- [MATERIAL SUPPLIED]:
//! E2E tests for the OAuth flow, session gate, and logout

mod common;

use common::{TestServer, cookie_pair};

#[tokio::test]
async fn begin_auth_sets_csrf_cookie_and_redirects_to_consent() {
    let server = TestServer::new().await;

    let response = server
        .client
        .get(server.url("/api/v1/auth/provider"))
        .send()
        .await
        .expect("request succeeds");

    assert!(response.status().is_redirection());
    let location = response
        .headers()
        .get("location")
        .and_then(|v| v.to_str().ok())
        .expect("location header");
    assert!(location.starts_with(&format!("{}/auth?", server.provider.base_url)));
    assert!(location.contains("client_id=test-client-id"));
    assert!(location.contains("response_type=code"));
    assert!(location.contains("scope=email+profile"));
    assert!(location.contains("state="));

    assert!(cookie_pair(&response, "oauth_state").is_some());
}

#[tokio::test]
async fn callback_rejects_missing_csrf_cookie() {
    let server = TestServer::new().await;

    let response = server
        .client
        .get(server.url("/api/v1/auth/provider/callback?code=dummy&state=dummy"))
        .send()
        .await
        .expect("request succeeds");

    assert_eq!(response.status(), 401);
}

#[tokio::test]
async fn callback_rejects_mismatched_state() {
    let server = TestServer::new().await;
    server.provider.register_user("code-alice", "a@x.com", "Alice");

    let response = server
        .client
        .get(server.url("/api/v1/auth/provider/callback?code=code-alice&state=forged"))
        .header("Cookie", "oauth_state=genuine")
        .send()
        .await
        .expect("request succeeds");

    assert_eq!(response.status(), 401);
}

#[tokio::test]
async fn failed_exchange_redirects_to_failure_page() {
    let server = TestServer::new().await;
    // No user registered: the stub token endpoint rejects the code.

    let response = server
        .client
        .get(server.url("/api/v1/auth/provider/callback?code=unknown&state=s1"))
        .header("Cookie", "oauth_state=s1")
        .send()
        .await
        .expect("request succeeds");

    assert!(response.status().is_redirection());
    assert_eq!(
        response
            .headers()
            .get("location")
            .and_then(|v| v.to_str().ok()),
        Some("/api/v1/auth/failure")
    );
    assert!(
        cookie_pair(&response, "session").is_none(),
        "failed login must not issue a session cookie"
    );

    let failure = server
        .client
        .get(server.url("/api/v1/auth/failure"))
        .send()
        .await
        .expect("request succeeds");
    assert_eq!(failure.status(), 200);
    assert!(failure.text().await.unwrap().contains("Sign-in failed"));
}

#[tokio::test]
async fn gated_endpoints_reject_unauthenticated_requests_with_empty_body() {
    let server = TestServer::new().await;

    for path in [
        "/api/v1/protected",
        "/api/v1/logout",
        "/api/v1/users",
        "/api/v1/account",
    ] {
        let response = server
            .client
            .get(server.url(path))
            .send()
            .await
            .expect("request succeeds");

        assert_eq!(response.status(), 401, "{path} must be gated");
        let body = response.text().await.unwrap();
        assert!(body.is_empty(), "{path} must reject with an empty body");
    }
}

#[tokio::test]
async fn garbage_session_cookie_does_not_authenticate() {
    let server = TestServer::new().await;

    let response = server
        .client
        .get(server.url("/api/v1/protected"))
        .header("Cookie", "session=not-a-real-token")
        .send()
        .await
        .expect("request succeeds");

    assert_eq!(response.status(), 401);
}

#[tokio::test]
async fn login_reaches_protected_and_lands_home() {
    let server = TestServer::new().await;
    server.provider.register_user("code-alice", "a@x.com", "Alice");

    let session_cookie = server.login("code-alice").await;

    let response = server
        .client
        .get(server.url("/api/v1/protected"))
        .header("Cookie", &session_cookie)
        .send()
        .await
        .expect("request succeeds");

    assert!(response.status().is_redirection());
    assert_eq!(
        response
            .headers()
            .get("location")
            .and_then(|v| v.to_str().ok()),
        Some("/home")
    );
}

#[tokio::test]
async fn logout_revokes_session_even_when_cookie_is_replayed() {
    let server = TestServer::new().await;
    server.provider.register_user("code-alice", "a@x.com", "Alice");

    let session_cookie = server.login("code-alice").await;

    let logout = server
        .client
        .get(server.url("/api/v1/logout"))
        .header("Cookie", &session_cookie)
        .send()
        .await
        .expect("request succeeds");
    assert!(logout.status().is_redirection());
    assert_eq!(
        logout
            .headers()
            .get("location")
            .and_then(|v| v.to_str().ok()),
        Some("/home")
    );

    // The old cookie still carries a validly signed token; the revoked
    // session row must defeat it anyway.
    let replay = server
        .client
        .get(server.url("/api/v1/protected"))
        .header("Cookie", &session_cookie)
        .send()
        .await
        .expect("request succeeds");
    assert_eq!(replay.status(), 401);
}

--

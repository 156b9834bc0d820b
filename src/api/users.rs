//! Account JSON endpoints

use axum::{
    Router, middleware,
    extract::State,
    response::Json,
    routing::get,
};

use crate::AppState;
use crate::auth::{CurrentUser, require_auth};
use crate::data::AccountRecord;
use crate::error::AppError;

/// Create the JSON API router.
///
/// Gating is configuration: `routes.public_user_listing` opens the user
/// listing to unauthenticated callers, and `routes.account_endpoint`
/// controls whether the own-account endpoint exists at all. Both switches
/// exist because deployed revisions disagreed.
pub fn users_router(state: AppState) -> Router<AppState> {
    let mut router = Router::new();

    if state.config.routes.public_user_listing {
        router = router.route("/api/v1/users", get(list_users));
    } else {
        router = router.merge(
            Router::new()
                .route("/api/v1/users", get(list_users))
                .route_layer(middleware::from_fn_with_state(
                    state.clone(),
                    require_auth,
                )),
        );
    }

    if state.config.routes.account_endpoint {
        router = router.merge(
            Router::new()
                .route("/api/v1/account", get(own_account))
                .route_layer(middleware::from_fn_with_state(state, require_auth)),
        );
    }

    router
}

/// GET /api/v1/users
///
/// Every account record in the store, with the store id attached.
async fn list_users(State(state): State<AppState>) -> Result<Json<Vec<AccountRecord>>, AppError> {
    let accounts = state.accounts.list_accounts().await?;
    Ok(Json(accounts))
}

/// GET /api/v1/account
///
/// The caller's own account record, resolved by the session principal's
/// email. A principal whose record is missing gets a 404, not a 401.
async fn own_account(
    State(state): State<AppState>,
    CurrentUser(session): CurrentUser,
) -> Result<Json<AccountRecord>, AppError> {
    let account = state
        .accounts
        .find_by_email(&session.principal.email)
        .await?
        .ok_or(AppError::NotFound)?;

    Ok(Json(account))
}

- [ASSIGNMENT]: Write out each line above that contains the word "routes".

- [SOLUTION]:
/// Gating is configuration: `routes.public_user_listing` opens the user
/// listing to unauthenticated callers, and `routes.account_endpoint`
    if state.config.routes.public_user_listing {
    if state.config.routes.account_endpoint {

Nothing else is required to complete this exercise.